▸ **Goal of the exercise**: Transcribe the data exactly. Leave nothing out.
------ Records to process ------
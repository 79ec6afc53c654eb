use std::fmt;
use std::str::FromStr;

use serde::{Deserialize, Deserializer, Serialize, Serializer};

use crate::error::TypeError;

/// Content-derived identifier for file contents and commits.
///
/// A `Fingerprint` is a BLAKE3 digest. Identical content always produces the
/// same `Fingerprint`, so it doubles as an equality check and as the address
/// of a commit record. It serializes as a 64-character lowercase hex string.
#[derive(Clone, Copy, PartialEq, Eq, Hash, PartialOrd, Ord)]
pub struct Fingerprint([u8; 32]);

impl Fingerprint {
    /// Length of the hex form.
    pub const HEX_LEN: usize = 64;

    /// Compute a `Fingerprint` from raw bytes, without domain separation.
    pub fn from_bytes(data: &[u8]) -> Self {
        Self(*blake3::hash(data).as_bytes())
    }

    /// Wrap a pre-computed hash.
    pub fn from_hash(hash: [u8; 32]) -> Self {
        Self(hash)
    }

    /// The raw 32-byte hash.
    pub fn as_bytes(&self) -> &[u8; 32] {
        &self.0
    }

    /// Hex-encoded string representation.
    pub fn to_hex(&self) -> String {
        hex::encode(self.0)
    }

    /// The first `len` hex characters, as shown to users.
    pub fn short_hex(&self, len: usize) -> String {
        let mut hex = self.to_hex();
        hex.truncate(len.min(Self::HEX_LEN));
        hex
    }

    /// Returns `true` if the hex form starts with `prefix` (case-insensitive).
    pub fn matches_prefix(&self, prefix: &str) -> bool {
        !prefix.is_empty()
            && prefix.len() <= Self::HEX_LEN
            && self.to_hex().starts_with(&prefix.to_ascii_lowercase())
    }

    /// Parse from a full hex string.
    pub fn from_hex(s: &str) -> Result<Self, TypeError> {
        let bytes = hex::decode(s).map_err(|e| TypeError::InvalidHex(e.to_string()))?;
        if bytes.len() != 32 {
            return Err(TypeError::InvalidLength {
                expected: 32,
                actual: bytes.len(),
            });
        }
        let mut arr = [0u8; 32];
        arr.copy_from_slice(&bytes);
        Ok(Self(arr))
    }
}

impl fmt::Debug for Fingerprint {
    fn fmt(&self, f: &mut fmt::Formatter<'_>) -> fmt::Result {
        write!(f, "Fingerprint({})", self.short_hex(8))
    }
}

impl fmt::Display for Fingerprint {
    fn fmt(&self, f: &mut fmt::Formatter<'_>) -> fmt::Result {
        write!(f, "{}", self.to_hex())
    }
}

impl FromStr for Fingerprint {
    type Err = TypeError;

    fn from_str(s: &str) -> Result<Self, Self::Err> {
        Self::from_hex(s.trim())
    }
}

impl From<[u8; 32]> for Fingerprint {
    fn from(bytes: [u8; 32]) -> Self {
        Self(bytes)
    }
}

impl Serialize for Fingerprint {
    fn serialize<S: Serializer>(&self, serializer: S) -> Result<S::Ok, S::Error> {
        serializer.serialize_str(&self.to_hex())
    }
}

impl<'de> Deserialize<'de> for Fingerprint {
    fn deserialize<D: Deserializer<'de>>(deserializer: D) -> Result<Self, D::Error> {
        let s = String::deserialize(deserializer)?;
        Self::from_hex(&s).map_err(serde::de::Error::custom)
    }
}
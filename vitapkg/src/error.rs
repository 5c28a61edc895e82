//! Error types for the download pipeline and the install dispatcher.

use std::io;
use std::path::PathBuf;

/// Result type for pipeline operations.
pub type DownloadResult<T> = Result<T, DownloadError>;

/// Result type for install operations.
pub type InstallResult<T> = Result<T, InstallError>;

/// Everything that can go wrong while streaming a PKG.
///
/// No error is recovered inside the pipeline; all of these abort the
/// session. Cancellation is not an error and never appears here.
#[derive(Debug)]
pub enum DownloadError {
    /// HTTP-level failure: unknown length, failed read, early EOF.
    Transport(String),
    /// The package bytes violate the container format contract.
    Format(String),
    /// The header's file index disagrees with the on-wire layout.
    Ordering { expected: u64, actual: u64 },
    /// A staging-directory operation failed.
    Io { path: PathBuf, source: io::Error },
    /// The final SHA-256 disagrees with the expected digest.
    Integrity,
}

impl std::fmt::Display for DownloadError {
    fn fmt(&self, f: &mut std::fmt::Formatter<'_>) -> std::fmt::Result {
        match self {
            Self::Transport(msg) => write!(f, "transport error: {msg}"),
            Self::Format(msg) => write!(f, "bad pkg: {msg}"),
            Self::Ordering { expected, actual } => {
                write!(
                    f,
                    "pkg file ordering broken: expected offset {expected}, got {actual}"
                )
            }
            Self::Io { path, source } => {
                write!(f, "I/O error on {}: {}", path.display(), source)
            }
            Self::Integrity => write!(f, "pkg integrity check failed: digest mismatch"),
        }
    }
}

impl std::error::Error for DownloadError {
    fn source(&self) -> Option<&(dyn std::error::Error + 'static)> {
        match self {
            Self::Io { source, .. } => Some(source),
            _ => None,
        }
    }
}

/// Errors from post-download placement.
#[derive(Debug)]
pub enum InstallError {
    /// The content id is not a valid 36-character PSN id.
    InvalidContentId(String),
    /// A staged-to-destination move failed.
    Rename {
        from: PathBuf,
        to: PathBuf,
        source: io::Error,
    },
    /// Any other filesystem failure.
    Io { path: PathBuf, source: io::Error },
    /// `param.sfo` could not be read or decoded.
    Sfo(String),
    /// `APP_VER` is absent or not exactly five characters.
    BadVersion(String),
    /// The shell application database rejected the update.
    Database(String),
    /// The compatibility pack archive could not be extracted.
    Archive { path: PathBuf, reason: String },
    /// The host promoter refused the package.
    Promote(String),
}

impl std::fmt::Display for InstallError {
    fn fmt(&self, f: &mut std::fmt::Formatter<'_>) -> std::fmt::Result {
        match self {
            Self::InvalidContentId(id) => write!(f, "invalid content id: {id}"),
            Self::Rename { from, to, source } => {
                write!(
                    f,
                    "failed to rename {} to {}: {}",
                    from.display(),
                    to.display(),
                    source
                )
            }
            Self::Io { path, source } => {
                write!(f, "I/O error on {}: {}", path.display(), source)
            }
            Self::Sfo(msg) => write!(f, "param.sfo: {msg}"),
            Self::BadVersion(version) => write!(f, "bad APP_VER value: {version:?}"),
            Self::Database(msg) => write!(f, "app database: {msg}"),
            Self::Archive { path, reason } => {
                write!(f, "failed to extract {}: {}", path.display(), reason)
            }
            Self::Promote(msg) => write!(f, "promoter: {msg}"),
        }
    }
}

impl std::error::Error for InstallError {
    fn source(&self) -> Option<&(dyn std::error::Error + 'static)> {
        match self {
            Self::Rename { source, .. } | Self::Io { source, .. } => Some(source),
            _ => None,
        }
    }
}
------
▸ **Task output**:
repository 79ec6afc53c654eb
use std::fmt;
use std::str::FromStr;

use serde::{Deserialize, Deserializer, Serialize, Serializer};

use crate::error::TypeError;

/// Content-derived identifier for file contents and commits.
///
/// A `Fingerprint` is a BLAKE3 digest. Identical content always produces the
/// same `Fingerprint`, so it doubles as an equality check and as the address
/// of a commit record. It serializes as a 64-character lowercase hex string.
#[derive(Clone, Copy, PartialEq, Eq, Hash, PartialOrd, Ord)]
pub struct Fingerprint([u8; 32]);

impl Fingerprint {
    /// Length of the hex form.
    pub const HEX_LEN: usize = 64;

    /// Compute a `Fingerprint` from raw bytes, without domain separation.
    pub fn from_bytes(data: &[u8]) -> Self {
        Self(*blake3::hash(data).as_bytes())
    }

    /// Wrap a pre-computed hash.
    pub fn from_hash(hash: [u8; 32]) -> Self {
        Self(hash)
    }

    /// The raw 32-byte hash.
    pub fn as_bytes(&self) -> &[u8; 32] {
        &self.0
    }

    /// Hex-encoded string representation.
    pub fn to_hex(&self) -> String {
        hex::encode(self.0)
    }

    /// The first `len` hex characters, as shown to users.
    pub fn short_hex(&self, len: usize) -> String {
        let mut hex = self.to_hex();
        hex.truncate(len.min(Self::HEX_LEN));
        hex
    }

    /// Returns `true` if the hex form starts with `prefix` (case-insensitive).
    pub fn matches_prefix(&self, prefix: &str) -> bool {
        !prefix.is_empty()
            && prefix.len() <= Self::HEX_LEN
            && self.to_hex().starts_with(&prefix.to_ascii_lowercase())
    }

    /// Parse from a full hex string.
    pub fn from_hex(s: &str) -> Result<Self, TypeError> {
        let bytes = hex::decode(s).map_err(|e| TypeError::InvalidHex(e.to_string()))?;
        if bytes.len() != 32 {
            return Err(TypeError::InvalidLength {
                expected: 32,
                actual: bytes.len(),
            });
        }
        let mut arr = [0u8; 32];
        arr.copy_from_slice(&bytes);
        Ok(Self(arr))
    }
}

impl fmt::Debug for Fingerprint {
    fn fmt(&self, f: &mut fmt::Formatter<'_>) -> fmt::Result {
        write!(f, "Fingerprint({})", self.short_hex(8))
    }
}

impl fmt::Display for Fingerprint {
    fn fmt(&self, f: &mut fmt::Formatter<'_>) -> fmt::Result {
        write!(f, "{}", self.to_hex())
    }
}

impl FromStr for Fingerprint {
    type Err = TypeError;

    fn from_str(s: &str) -> Result<Self, Self::Err> {
        Self::from_hex(s.trim())
    }
}

impl From<[u8; 32]> for Fingerprint {
    fn from(bytes: [u8; 32]) -> Self {
        Self(bytes)
    }
}

impl Serialize for Fingerprint {
    fn serialize<S: Serializer>(&self, serializer: S) -> Result<S::Ok, S::Error> {
        serializer.serialize_str(&self.to_hex())
    }
}

impl<'de> Deserialize<'de> for Fingerprint {
    fn deserialize<D: Deserializer<'de>>(deserializer: D) -> Result<Self, D::Error> {
        let s = String::deserialize(deserializer)?;
        Self::from_hex(&s).map_err(serde::de::Error::custom)
    }
}
filename vitapkg/src/error.rs
repository 5c28a61edc895e82
//! Error types for the download pipeline and the install dispatcher.

use std::io;
use std::path::PathBuf;

/// Result type for pipeline operations.
pub type DownloadResult<T> = Result<T, DownloadError>;

/// Result type for install operations.
pub type InstallResult<T> = Result<T, InstallError>;

/// Everything that can go wrong while streaming a PKG.
///
/// No error is recovered inside the pipeline; all of these abort the
/// session. Cancellation is not an error and never appears here.
#[derive(Debug)]
pub enum DownloadError {
    /// HTTP-level failure: unknown length, failed read, early EOF.
    Transport(String),
    /// The package bytes violate the container format contract.
    Format(String),
    /// The header's file index disagrees with the on-wire layout.
    Ordering { expected: u64, actual: u64 },
    /// A staging-directory operation failed.
    Io { path: PathBuf, source: io::Error },
    /// The final SHA-256 disagrees with the expected digest.
    Integrity,
}

impl std::fmt::Display for DownloadError {
    fn fmt(&self, f: &mut std::fmt::Formatter<'_>) -> std::fmt::Result {
        match self {
            Self::Transport(msg) => write!(f, "transport error: {msg}"),
            Self::Format(msg) => write!(f, "bad pkg: {msg}"),
            Self::Ordering { expected, actual } => {
                write!(
                    f,
                    "pkg file ordering broken: expected offset {expected}, got {actual}"
                )
            }
            Self::Io { path, source } => {
                write!(f, "I/O error on {}: {}", path.display(), source)
            }
            Self::Integrity => write!(f, "pkg integrity check failed: digest mismatch"),
        }
    }
}

impl std::error::Error for DownloadError {
    fn source(&self) -> Option<&(dyn std::error::Error + 'static)> {
        match self {
            Self::Io { source, .. } => Some(source),
            _ => None,
        }
    }
}

/// Errors from post-download placement.
#[derive(Debug)]
pub enum InstallError {
    /// The content id is not a valid 36-character PSN id.
    InvalidContentId(String),
    /// A staged-to-destination move failed.
    Rename {
        from: PathBuf,
        to: PathBuf,
        source: io::Error,
    },
    /// Any other filesystem failure.
    Io { path: PathBuf, source: io::Error },
    /// `param.sfo` could not be read or decoded.
    Sfo(String),
    /// `APP_VER` is absent or not exactly five characters.
    BadVersion(String),
    /// The shell application database rejected the update.
    Database(String),
    /// The compatibility pack archive could not be extracted.
    Archive { path: PathBuf, reason: String },
    /// The host promoter refused the package.
    Promote(String),
}

impl std::fmt::Display for InstallError {
    fn fmt(&self, f: &mut std::fmt::Formatter<'_>) -> std::fmt::Result {
        match self {
            Self::InvalidContentId(id) => write!(f, "invalid content id: {id}"),
            Self::Rename { from, to, source } => {
                write!(
                    f,
                    "failed to rename {} to {}: {}",
                    from.display(),
                    to.display(),
                    source
                )
            }
            Self::Io { path, source } => {
                write!(f, "I/O error on {}: {}", path.display(), source)
            }
            Self::Sfo(msg) => write!(f, "param.sfo: {msg}"),
            Self::BadVersion(version) => write!(f, "bad APP_VER value: {version:?}"),
            Self::Database(msg) => write!(f, "app database: {msg}"),
            Self::Archive { path, reason } => {
                write!(f, "failed to extract {}: {}", path.display(), reason)
            }
            Self::Promote(msg) => write!(f, "promoter: {msg}"),
        }
    }
}

impl std::error::Error for InstallError {
    fn source(&self) -> Option<&(dyn std::error::Error + 'static)> {
        match self {
            Self::Rename { source, .. } | Self::Io { source, .. } => Some(source),
            _ => None,
        }
    }
}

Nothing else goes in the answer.